Yes. Combine our powers. I have thought about this too. During my journey I have met many talented people. Clairvoyants, Psychics, Mystics, Mediums, Remote Viewers, Researchers, many types of Healers, etc… They all seemed to either be missing the big picture or not have an interest in combining/coming together. Ego can get in the way as well as fear. People can feel threatened or fear not being the only one with special abilities.

The presence of other people with the same intention is huge. I have participated in various healing classes and seminars. Group healing is so powerful, even if only one person is being worked on and the rest are observers. The group feels the benefits. I have had some incredible experiences come out of those group events.

Meeting would be good. The presence of others will automatically help activate us. Those that are interested could participate in a conscious activation as well. I can feel the energy assembling, waiting to be woven together for all to access it who want it.

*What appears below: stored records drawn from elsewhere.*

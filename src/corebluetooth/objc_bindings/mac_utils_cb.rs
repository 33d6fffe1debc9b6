use std::ffi::{CString, c_char, c_void};

use objc2::runtime::AnyObject;

pub const DISPATCH_QUEUE_SERIAL: *const c_void = std::ptr::null();

#[link(name = "System", kind = "dylib")]
unsafe extern "C" {
    pub fn dispatch_queue_create(label: *const c_char, attr: *const c_void) -> *mut c_void;
}

/// Private serial queue CoreBluetooth delivers a manager's delegate
/// callbacks on.
pub fn serial_queue(label: &str) -> *mut AnyObject {
    let label = CString::new(label).unwrap_or_default();
    let queue = unsafe { dispatch_queue_create(label.as_ptr(), DISPATCH_QUEUE_SERIAL) };
    queue.cast()
}
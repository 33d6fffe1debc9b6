use std::collections::HashMap;
use std::sync::{Arc, Mutex, MutexGuard, PoisonError};
use std::thread;

use log::{debug, warn};
use objc2::rc::Retained;
use objc2::runtime::AnyObject;
use objc2::{AnyThread, msg_send};
use objc2_core_bluetooth::{
    CBATTRequest, CBAdvertisementDataLocalNameKey, CBAdvertisementDataServiceUUIDsKey, CBCentral,
    CBManager, CBManagerAuthorization, CBMutableCharacteristic, CBMutableService,
    CBPeripheralManager,
};
use objc2_foundation::{NSArray, NSData, NSDictionary, NSString};
use tokio::runtime;
use tokio::sync::mpsc::{self, Receiver, Sender};
use tokio::sync::oneshot;
use uuid::Uuid;

use super::characteristic_utils_cb::{parse_service, to_cb_error};
use super::mac_extensions_cb::{UuidExtension, nsuuid_to_uuid, uuid_to_cbuuid};
use super::mac_utils_cb;
use super::peripheral_manager_delegate_cb::{PeripheralDelegateEvent, PeripheralManagerDelegate};
use crate::DEFAULT_EVENT_CAPACITY;
use crate::api::advertisement::AdvertisementData;
use crate::api::attribute::{AttributeRequest, RemoteCentral, RequestId, RequestResponse};
use crate::api::peripheral_event::{
    PeripheralEvent, PeripheralManagerOperation, PeripheralRequest,
};
use crate::api::characteristic::MutableCharacteristic;
use crate::api::service::{MutableService, owning_service};
use crate::api::state::ManagerState;
use crate::{Error, ErrorType, Result};
use async_trait::async_trait;
use uuid::Uuid;

use crate::Result;
use crate::api::advertisement::AdvertisementData;
use crate::api::attribute::{AttributeRequest, RemoteCentral, RequestResponse};
use crate::api::characteristic::MutableCharacteristic;
use crate::api::service::MutableService;
use crate::api::state::ManagerState;

/// Server side of the radio: advertising, the local attribute table and
/// answering remote centrals.
///
/// As with `CentralManager`, request methods only hand work to the driver and
/// completions arrive as `PeripheralEvent`s. Consumers that must not change
/// the attribute table while advertising check `is_advertising` first.
#[async_trait]
pub trait PeripheralManager: Send + Sync {
    fn state(&self) -> ManagerState;

    fn is_advertising(&self) -> bool;

    /// Services currently published, in publication order.
    fn services(&self) -> Vec<MutableService>;

    async fn start_advertising(&self, advertisement: AdvertisementData) -> Result<()>;

    async fn stop_advertising(&self) -> Result<()>;

    /// Completes with `PeripheralEvent::ServiceAdded`. The service is either
    /// published whole or not at all.
    async fn add_service(&self, service: MutableService) -> Result<()>;

    async fn remove_service(&self, service: Uuid) -> Result<()>;

    async fn remove_all_services(&self) -> Result<()>;

    /// Answers a read or write request. For write batches, answer with the
    /// first request of the batch.
    async fn respond(&self, request: AttributeRequest, result: RequestResponse) -> Result<()>;

    /// Queues `value` for the given centrals, or for every central subscribed
    /// to `characteristic` when `centrals` is `None`.
    ///
    /// `Ok(false)` means the transmit queue is full: nothing was queued and the
    /// call should be repeated after `PeripheralEvent::ReadyToUpdateSubscribers`.
    /// A value longer than an addressed central's maximum update length is
    /// rejected with `ErrorType::InvalidLength`.
    async fn update_value(
        &self,
        value: &[u8],
        characteristic: &MutableCharacteristic,
        centrals: Option<&[RemoteCentral]>,
    ) -> Result<bool>;
}
/// Publishes `service` and starts advertising it.
async fn publish<M: PeripheralManager>(manager: &M, service: MutableService) {
    let uuid = service.uuid();
    manager.add_service(service).await.unwrap();
    manager
        .start_advertising(AdvertisementData::new("uart", &[uuid]))
        .await
        .unwrap();
}

#[tokio::test]
async fn read_request_is_answered_once() {
    let (manager, driver, mut receiver) = powered_manager(SimulatedConfig::default()).await;
    publish(&manager, uart_service()).await;
    driver.run_until_idle().await;
    assert!(matches!(
        drain(&mut receiver).as_slice(),
        [
            PeripheralEvent::ServiceAdded { result: Ok(()), .. },
            PeripheralEvent::AdvertisingStarted { result: Ok(()) },
        ]
    ));
    assert!(manager.is_advertising());
    assert_eq!(
        driver.advertisement().unwrap().local_name.as_deref(),
        Some("uart")
    );
    assert_eq!(manager.services(), vec![uart_service()]);

    let phone = central(1, 182);
    driver.read_request(&phone, service_uuid(), notify_uuid(), 0);
    driver.run_until_idle().await;

    let mut events = drain(&mut receiver);
    assert_eq!(events.len(), 1);
    let PeripheralEvent::ReadRequest { mut request } = events.remove(0) else {
        panic!("expected a read request");
    };
    assert_eq!(request.offset(), 0);
    assert_eq!(request.central(), &phone);
    assert_eq!(request.service_uuid(), service_uuid());
    assert_eq!(request.characteristic().uuid(), notify_uuid());

    request.set_value(Some(b"hello".to_vec()));
    manager
        .respond(request, RequestResponse::Success)
        .await
        .unwrap();
    driver.run_until_idle().await;

    assert!(drain(&mut receiver).is_empty());
    let responses = driver.responses();
    assert_eq!(responses.len(), 1);
    assert_eq!(responses[0].central, phone);
    assert_eq!(responses[0].result, RequestResponse::Success);
    assert_eq!(responses[0].value, Some(b"hello".to_vec()));
}
use std::collections::BTreeSet;

use blehal::api::advertisement::AdvertisementData;
use blehal::api::attribute::RequestResponse;
use blehal::api::central::{
    CentralManager, ConnectOptions, PeripheralId, PeripheralRemote, ScanOptions,
};
use blehal::api::central_event::{CentralEvent, CentralOperation};
use blehal::api::characteristic::{
    AttributePermissions, Characteristic, CharacteristicProperties, CharacteristicWriteType,
    MutableCharacteristic,
};
use blehal::api::service::MutableService;
use blehal::api::state::{ConnectionState, ManagerState};
use blehal::simulated::{
    SimulatedCentral, SimulatedCentralDriver, SimulatedDevice, SimulatedPeripheral,
};
use blehal::uuid::ShortUuid;
use blehal::{DEFAULT_EVENT_CAPACITY, ErrorType};
use tokio::sync::mpsc::{self, Receiver};
use uuid::Uuid;

fn heart_rate() -> Uuid {
    Uuid::from_u16(0x180D)
}

fn measurement() -> Uuid {
    Uuid::from_u16(0x2A37)
}

fn control_point() -> Uuid {
    Uuid::from_u16(0x2A39)
}

fn battery() -> Uuid {
    Uuid::from_u16(0x180F)
}

fn monitor_id() -> PeripheralId {
    PeripheralId::from(Uuid::from_u128(0xA1))
}

fn heart_rate_monitor() -> SimulatedDevice {
    SimulatedDevice::new(monitor_id())
        .with_name("hrm")
        .with_advertisement(AdvertisementData::new("hrm", &[heart_rate()]))
        .with_service(MutableService::new(heart_rate(), true).with_characteristics(vec![
            MutableCharacteristic::new(
                measurement(),
                CharacteristicProperties::READ | CharacteristicProperties::NOTIFY,
                AttributePermissions::READABLE,
            ),
            MutableCharacteristic::new(
                control_point(),
                CharacteristicProperties::WRITE,
                AttributePermissions::WRITEABLE,
            ),
        ]))
        .with_service(MutableService::new(battery(), true))
        .with_value(heart_rate(), measurement(), vec![0x06, 0x48])
}

fn drain<T>(receiver: &mut Receiver<T>) -> Vec<T> {
    let mut events = Vec::new();
    while let Ok(event) = receiver.try_recv() {
        events.push(event);
    }
    events
}

async fn powered_central() -> (SimulatedCentral, SimulatedCentralDriver, Receiver<CentralEvent>) {
    let _ = pretty_env_logger::try_init();
    let (sender, mut receiver) = mpsc::channel(DEFAULT_EVENT_CAPACITY);
    let (central, driver) = SimulatedCentral::new(sender);
    driver.power_on().await.unwrap();
    drain(&mut receiver);
    (central, driver, receiver)
}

I had a couple of attempts at starting a local meet up group fall through. When I get it sorted out, you are all invited.


----------



## Mike Nolan (Apr 26, 2021)

> Note: This post was recovered from the Sh.org archive.Username: WarningGuyDate: 2020-06-09 08:37:20Reaction Score: 12


It mostly the people on this forum that restore my faith in humanity.  Thanks guys for being who you are. 
Love and respect.


----------



## Starman (Apr 26, 2021)

> Note: This post was recovered from the Sh.org archive.Username: StarmanDate: 2020-06-09 08:59:50Reaction Score: 13


I’m Andy living on our itty bitty little Kauai island in the middle of the Pacific.  I chose starman as a name because I am fascinated by all things 'star fort' or 'star civilization.'  The avatar image is the top part of a Tibetan stupa, a 17 ft high sacred structure that I built of carrera marble here on Kauai.

I moved to Kauai 20 years ago from Colorado, where I had also lived for 20 years.  I grew up in Rochester, NY, so been moving west all my life. I was able to break free from the rat race at age 46 and land on Kauai after selling my business and getting divorced.  I was one of the lucky ones, but I worked hard at transforming myself and making a new life in an unusual place.

So now it’s been another 20 year cycle for me and I wonder what’s next?  I’m also on my second marriage of 20 years, same length of time as the first one.

I’ve got some experience under my belt with relationships and kids!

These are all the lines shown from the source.